WTFreak is
RRFFWAIAH?

Context and Problem

BENlabs is an influencer marketing agency, and they developed in-house software to try and make the campaign process easier. There was a huge chasm, however, between product teams and the incredibly busy, overworked groups running the marketing campaigns.

Marketing teams consistently cited poor transparency and trust as roadblocks to their leveraging of the technology. Namely, not knowing whether their reported issues were being fixed, and poor awareness of new features that they could start leveraging.

Strategy and Approach

The problem had existed for years, and teams were heavy skeptics against previous attempts by technical teams to drum up engagement. I wanted to leverage SAM so as to not over-invest in more approaches that might not have impact. I created a “pilot” episode of “Recent Releases for Folks Who are in a Hurry” (or RRFFWAIAH for short), focused on the below theory:

  • Gagne’s events of ‘gain attention’ and ‘state objectives’ especially.
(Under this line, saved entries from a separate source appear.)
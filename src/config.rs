use std::path::{Path, PathBuf};

use serde::{Deserialize, Serialize};

/// Operational knobs for the engine, loaded from `proactive.toml` in the
/// data directory. Every field has a default so a missing or partial file
/// still yields a working config. Detection constants (EMA alpha, promotion
/// thresholds, pattern and suggestion expiry windows) are fixed in the
/// engine modules, not configurable.
#[derive(Debug, Clone, Serialize, Deserialize)]
pub struct EngineConfig {
    /// Scheduled heartbeat cadence for the background loop.
    #[serde(default = "default_heartbeat_interval")]
    pub heartbeat_interval_minutes: u64,

    /// Max agents processed concurrently by a batch heartbeat.
    #[serde(default = "default_worker_pool")]
    pub batch_worker_pool: usize,

    /// A single agent's pipeline is aborted after this long and recorded
    /// as an `error` result.
    #[serde(default = "default_agent_timeout")]
    pub per_agent_timeout_secs: u64,

    /// Standing approval for moderate-risk healing actions. Risky actions
    /// always require an explicit operator approval regardless.
    #[serde(default)]
    pub auto_approve_moderate: bool,

    /// Hard cap on pending suggestions per agent.
    #[serde(default = "default_max_pending")]
    pub max_pending_suggestions: usize,

    /// Minimum gap between two suggestions derived from the same pattern.
    #[serde(default = "default_cooldown")]
    pub suggestion_cooldown_minutes: i64,

    /// Cap on suggestions emitted for one agent in one heartbeat cycle.
    #[serde(default = "default_per_cycle_cap")]
    pub suggestions_per_cycle: usize,

    /// Heartbeat logs and pattern observations older than this are pruned
    /// by the cleanup loop.
    #[serde(default = "default_retention")]
    pub retention_days: i64,
}

fn default_heartbeat_interval() -> u64 {
    15
}
fn default_worker_pool() -> usize {
    4
}
fn default_agent_timeout() -> u64 {
    30
}
fn default_max_pending() -> usize {
    20
}
fn default_cooldown() -> i64 {
    60
}
fn default_per_cycle_cap() -> usize {
    3
}
fn default_retention() -> i64 {
    30
}

impl Default for EngineConfig {
    fn default() -> Self {
        Self {
            heartbeat_interval_minutes: default_heartbeat_interval(),
            batch_worker_pool: default_worker_pool(),
            per_agent_timeout_secs: default_agent_timeout(),
            auto_approve_moderate: false,
            max_pending_suggestions: default_max_pending(),
            suggestion_cooldown_minutes: default_cooldown(),
            suggestions_per_cycle: default_per_cycle_cap(),
            retention_days: default_retention(),
        }
    }
}

impl EngineConfig {
    /// Load from `<dir>/proactive.toml`. A missing file yields defaults; a
    /// malformed file logs a warning and yields defaults rather than
    /// refusing to start.
    pub fn load(dir: &Path) -> Self {
        let path = dir.join("proactive.toml");
        match std::fs::read_to_string(&path) {
            Ok(raw) => match toml::from_str(&raw) {
                Ok(cfg) => {
                    tracing::info!(path = %path.display(), "Loaded engine config");
                    cfg
                }
                Err(e) => {
                    tracing::warn!(path = %path.display(), error = %e, "Invalid config, using defaults");
                    Self::default()
                }
            },
            Err(_) => {
                tracing::debug!(path = %path.display(), "No config file, using defaults");
                Self::default()
            }
        }
    }
}

/// Resolve the engine data directory (`<platform data dir>/proactive-engine`),
/// creating it if needed. Falls back to the current directory when the
/// platform dir cannot be determined.
pub fn data_dir() -> PathBuf {
    let base = dirs::data_dir().unwrap_or_else(|| PathBuf::from("."));
    let dir = base.join("proactive-engine");
    let _ = std::fs::create_dir_all(&dir);
    dir
}

#[cfg(test)]
mod tests {
    use super::*;

    #[test]
    fn test_defaults() {
        let cfg = EngineConfig::default();
        assert_eq!(cfg.heartbeat_interval_minutes, 15);
        assert_eq!(cfg.batch_worker_pool, 4);
        assert_eq!(cfg.per_agent_timeout_secs, 30);
        assert!(!cfg.auto_approve_moderate);
        assert_eq!(cfg.suggestion_cooldown_minutes, 60);
        assert_eq!(cfg.max_pending_suggestions, 20);
    }

    #[test]
    fn test_load_missing_file_yields_defaults() {
        let dir = tempfile::tempdir().unwrap();
        let cfg = EngineConfig::load(dir.path());
        assert_eq!(cfg.suggestions_per_cycle, 3);
    }

    #[test]
    fn test_load_partial_file_fills_defaults() {
        let dir = tempfile::tempdir().unwrap();
        std::fs::write(
            dir.path().join("proactive.toml"),
            "heartbeat_interval_minutes = 5\nauto_approve_moderate = true\n",
        )
        .unwrap();
        let cfg = EngineConfig::load(dir.path());
        assert_eq!(cfg.heartbeat_interval_minutes, 5);
        assert!(cfg.auto_approve_moderate);
        assert_eq!(cfg.retention_days, 30);
    }

    #[test]
    fn test_load_malformed_file_yields_defaults() {
        let dir = tempfile::tempdir().unwrap();
        std::fs::write(dir.path().join("proactive.toml"), "not valid toml [[[").unwrap();
        let cfg = EngineConfig::load(dir.path());
        assert_eq!(cfg.heartbeat_interval_minutes, 15);
    }
}
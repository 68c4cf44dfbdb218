//! # Packrat Integration Test Common Helpers
//!
//! File: cli/tests/common.rs
//!
//! Shared helpers for the integration test crates in `cli/tests/`.
//!

// Different test files use different helpers.
#![allow(dead_code)]

pub use assert_cmd::Command;
use std::fs;
use std::path::Path;

/// Command for the compiled `packrat` binary.
pub fn packrat_cmd() -> Command {
    Command::cargo_bin("packrat").expect("Failed to find packrat binary for testing")
}

/// `packrat` running inside `dir`, with configuration pinned to an empty file
/// so the developer's own config can't leak into the test.
pub fn packrat_in(dir: &Path) -> Command {
    let config = dir.join("packrat-test-config.toml");
    if !config.exists() {
        fs::write(&config, "").expect("Failed to write empty test config");
    }
    let mut cmd = packrat_cmd();
    cmd.current_dir(dir).env("PACKRAT_CONFIG", &config);
    cmd
}

/// Creates the tree used by most tests under `base`:
///
/// ```text
/// a.txt        "hello"  0644
/// sub/         0755
/// sub/b.txt    "world"  0600
/// ```
pub fn sample_tree(base: &Path) {
    fs::create_dir_all(base.join("sub")).expect("create sub");
    fs::write(base.join("a.txt"), "hello").expect("write a.txt");
    fs::write(base.join("sub/b.txt"), "world").expect("write sub/b.txt");
    #[cfg(unix)]
    {
        use std::os::unix::fs::PermissionsExt;
        fs::set_permissions(base.join("a.txt"), fs::Permissions::from_mode(0o644)).unwrap();
        fs::set_permissions(base.join("sub"), fs::Permissions::from_mode(0o755)).unwrap();
        fs::set_permissions(base.join("sub/b.txt"), fs::Permissions::from_mode(0o600)).unwrap();
    }
}
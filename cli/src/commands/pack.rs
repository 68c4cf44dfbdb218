//! # Packrat Pack Handler
//!
//! File: cli/src/commands/pack.rs
//!
//! ## Overview
//!
//! Implements `packrat pack`, which archives one or more inputs located below a
//! base directory. Entry names are relative to the base directory, so
//! `packrat pack -C /srv/app -o app.tar config` stores `config/...`.
//!
//! The codec is chosen, in order, from `--compression`, the configured
//! `pack.compression` (when not `none`), and the output file name
//! (`.tar.gz`, `.tgz`, `.tar.bz2`, ...). The level comes from configuration.
//!
//! ## Usage
//!
//! ```bash
//! packrat pack -C ./project -o /tmp/project.tar.gz src Cargo.toml
//! packrat pack -o backup.tar --compression bzip2 .   # explicit codec
//! ```
//!
use super::run_interruptible;
use anyhow::Context;
use clap::Parser;
use packrat::common::archive::{self, Compression, PackRequest};
use packrat::core::config::{self, PackConfig};
use packrat::core::error::Result;
use std::path::{Path, PathBuf};
use tracing::info;

#[derive(Parser, Debug)]
#[command(about = "Pack files and directories into a tar archive")]
pub struct PackArgs {
    /// Directory the inputs are relative to.
    #[arg(short = 'C', long = "base-dir", default_value = ".")]
    base_dir: PathBuf,

    /// Archive file to create (truncated if it exists).
    #[arg(short, long)]
    output: PathBuf,

    /// Compression codec: none, gzip or bzip2.
    #[arg(long, value_parser = clap::value_parser!(Compression))]
    compression: Option<Compression>,

    /// Inputs relative to the base directory; `.` packs its whole content.
    #[arg(required = true, num_args = 1..)]
    inputs: Vec<PathBuf>,
}

pub async fn handle_pack(args: PackArgs) -> Result<()> {
    let cfg = config::load_config().context("Failed to load configuration")?;
    let compression = choose_compression(args.compression, &cfg.pack, &args.output);
    let mut request = PackRequest::new(&args.base_dir, &args.inputs, &args.output)
        .with_compression(compression);
    if let Some(level) = cfg.pack.level_for(compression) {
        request = request.with_level(level);
    }
    info!("Handling pack command: {:?}", request);

    run_interruptible("pack", move || archive::pack(&request)).await?;
    println!("Packed {} ({})", args.output.display(), compression);
    Ok(())
}

fn choose_compression(flag: Option<Compression>, cfg: &PackConfig, output: &Path) -> Compression {
    flag.or(match cfg.compression {
        Compression::None => None,
        configured => Some(configured),
    })
    .or_else(|| Compression::from_path(output))
    .unwrap_or_default()
}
Teams were short for time and difficult to focus their attention.

  • Mayer’s principles of multimedia, personalization, embodiment, segmenting, and signaling. These people literally worked in social media all day, so I figured formatting learning through a “YouTube-esque” lens would resonate with their consumption preferences.

Meeting with Product teams regularly, I combed through release tickets and gradually scripted together each episode, making sure to have fun and engaging moments throughout. I then filmed and edited each episode as well before distributing.

Tools Used: Adobe Premiere, AfterEffects, Illustrator, studio audio/visual materials.

Impact

Marketing team headcount averaged from 80-100, and episodes averaged 150+ views, all of which were opt-in and not mandatory.

When surveyed, average scores were 9.13 for the prompt “I feel the RRFFWAIAH videos are effective in helping me know about recent changes to BEN tools and apps.”

Support teams reported decreasing inbound support ticket creations from marketing teams compared to pre-RRFFWAIAH numbers.

Product transparency and trust scores also increased when compared with pre-RRFFWAIAH prompts.